Before an audience of about 60, Yale School of Medicine professor Howard Forman, AIDS activist Gregg Gonsalves and Connecticut Health Policy Project Executive Director Ellen Andrews GRD ’89 agreed that a health care bill — a version of which was passed by the Senate Committee on Finance on Tuesday — was necessary. But while Forman spoke out in support of the bill, Gonsalves and Andrews said the bill pandered to Republicans, sacrificing important goals for health care reform in the process.

[ydn-legacy-photo-inline id=”9714″ ]

“I agree that you don’t want the perfect to be the end of the good,” Andrews said of the bill, which was sponsored by Sen. Max Baucus, D-Mont. “But I also believe that there’s a line in the sand where it’s not even good anymore.”

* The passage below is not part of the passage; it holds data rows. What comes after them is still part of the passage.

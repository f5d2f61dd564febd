//! # Print Instructions
//!
//! This module defines the structured instruction list a caller builds to
//! describe one print job, and the encoder that lowers the text-level
//! instructions to ESC/POS bytes.
//!
//! ## Design
//!
//! Instructions sit between the caller's intent and raw printer bytes:
//!
//! ```text
//! PrintJob (inspectable) ──encode──► bytes ──assemble──► PrintDataResult
//! ```
//!
//! Instructions are immutable once appended to a job and are consumed
//! exactly once by the assembler. Style is *stateful on the printer*: a
//! [`StyleAttributes`] change persists until the next instruction changes
//! it, and the encoder emits escapes only for what actually changed.
//!
//! ## Usage Example
//!
//! ```
//! use candela::instruction::{PrintJob, StyleAttributes};
//! use candela::protocol::text::{Alignment, FontSize};
//!
//! let mut job = PrintJob::new();
//! job.text(
//!     "CAFE CANDELA",
//!     StyleAttributes {
//!         alignment: Alignment::Center,
//!         size: FontSize::Large,
//!         bold: true,
//!         ..Default::default()
//!     },
//! );
//! job.feed(1);
//! job.text("thank you!", StyleAttributes::default());
//! ```

pub mod encode;

pub use encode::encode;

use std::fmt;

use crate::protocol::text::{Alignment, FontSize};
use crate::render::PixelSource;

/// Text styling for one [`PrintInstruction::TextRun`].
///
/// Flags are combinable; alignment and size are single-valued. The default
/// matches the printer's post-reset state (left, 1x1, no emphasis).
#[derive(Debug, Clone, Copy, PartialEq, Eq, Default)]
pub struct StyleAttributes {
    pub alignment: Alignment,
    pub size: FontSize,
    pub bold: bool,
    pub underline: bool,
}

/// One directive in a print job.
pub enum PrintInstruction {
    /// Styled text. The text's raw bytes are emitted after any style
    /// escapes the run requires.
    TextRun {
        text: String,
        style: StyleAttributes,
    },

    /// An image to be dithered and sent in the device's addressing mode.
    /// The pixel source is read-only and sampled during assembly.
    ImageBlock(Box<dyn PixelSource + Send + Sync>),

    /// Raw control bytes, passed through unmodified. Escape hatch for
    /// commands the structured instructions do not cover.
    RawCommand(Vec<u8>),

    /// `n` newline bytes.
    LineFeed(u8),
}

impl fmt::Debug for PrintInstruction {
    fn fmt(&self, f: &mut fmt::Formatter<'_>) -> fmt::Result {
        match self {
            PrintInstruction::TextRun { text, style } => f
                .debug_struct("TextRun")
                .field("text", text)
                .field("style", style)
                .finish(),
            PrintInstruction::ImageBlock(src) => f
                .debug_struct("ImageBlock")
                .field("width", &src.width())
                .field("height", &src.height())
                .finish(),
            PrintInstruction::RawCommand(bytes) => {
                f.debug_tuple("RawCommand").field(&bytes.len()).finish()
            }
            PrintInstruction::LineFeed(n) => f.debug_tuple("LineFeed").field(n).finish(),
        }
    }
}

/// An ordered, append-only list of instructions for one print job.
///
/// Built once per job and consumed exactly once by
/// [`assemble`](crate::assemble::assemble).
#[derive(Debug, Default)]
pub struct PrintJob {
    instructions: Vec<PrintInstruction>,
}

impl PrintJob {
    /// Create an empty job.
    pub fn new() -> Self {
        Self::default()
    }

    /// Append a styled text run.
    pub fn text(&mut self, text: impl Into<String>, style: StyleAttributes) -> &mut Self {
        self.instructions.push(PrintInstruction::TextRun {
            text: text.into(),
            style,
        });
        self
    }

    /// Append an image block.
    pub fn image(&mut self, src: impl PixelSource + Send + Sync + 'static) -> &mut Self {
        self.instructions
            .push(PrintInstruction::ImageBlock(Box::new(src)));
        self
    }

    /// Append raw control bytes.
    pub fn raw(&mut self, bytes: impl Into<Vec<u8>>) -> &mut Self {
        self.instructions
            .push(PrintInstruction::RawCommand(bytes.into()));
        self
    }

    /// Append `n` line feeds.
    pub fn feed(&mut self, n: u8) -> &mut Self {
        self.instructions.push(PrintInstruction::LineFeed(n));
        self
    }

    /// The instructions appended so far, in order.
    pub fn instructions(&self) -> &[PrintInstruction] {
        &self.instructions
    }

    /// Whether the job contains no instructions.
    pub fn is_empty(&self) -> bool {
        self.instructions.is_empty()
    }
}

The current health care bill could cut Americans’ medical costs by about 30 percent, Andrews said. But the United States will still spend far more on health care than other countries, such as Singapore and Taiwan, that offer universal health care, she added. These two countries spend between 3 and 6 percent of their gross domestic product on health care, Andrews said. By contrast, the U.S. spends about 16 percent of its budget on health care while still leaving millions of Americans uninsured.

Gonsalves, a student in the Eli Whitney Program — a non-traditional degree program offered by the University — said the bill would not do enough to expand coverage. His family, he said, pays $10,000 in out-of-pocket expenses for his AIDS treatment. But compared to the medical costs that tens of millions of uninsured Americans face, Gonsalves added, his family is lucky.

Despite their differences on the current bill, the panelists said such a debate would have been unthinkable just a few decades ago. When Andrews began pushing for health care reform, she said, universal health care in the U.S. was the “butt of jokes.” Forman said that in the past he had doubted that a health care reform bill would even make it through the necessary Senate committees.

Two interviewed attendees said they went to the panel discussion because health care is the primary political issue at the moment.

“It’s sort of the roadblock before anything else gets done,” Drew Macklis ’13 said.

The panel discussion was co-sponsored by the Yale College Democrats, Yale College Council and the Public Health Coalition. The Yale College Democrats will host a phone-banking event for health care reform on Oct. 17 at Blue State Coffee.

Correction: October 19, 2009

A previous version of this article misidentified the sponsor of the health care reform panel. It was sponsored by the Public Health Coalition, not the Yale Health Initiative.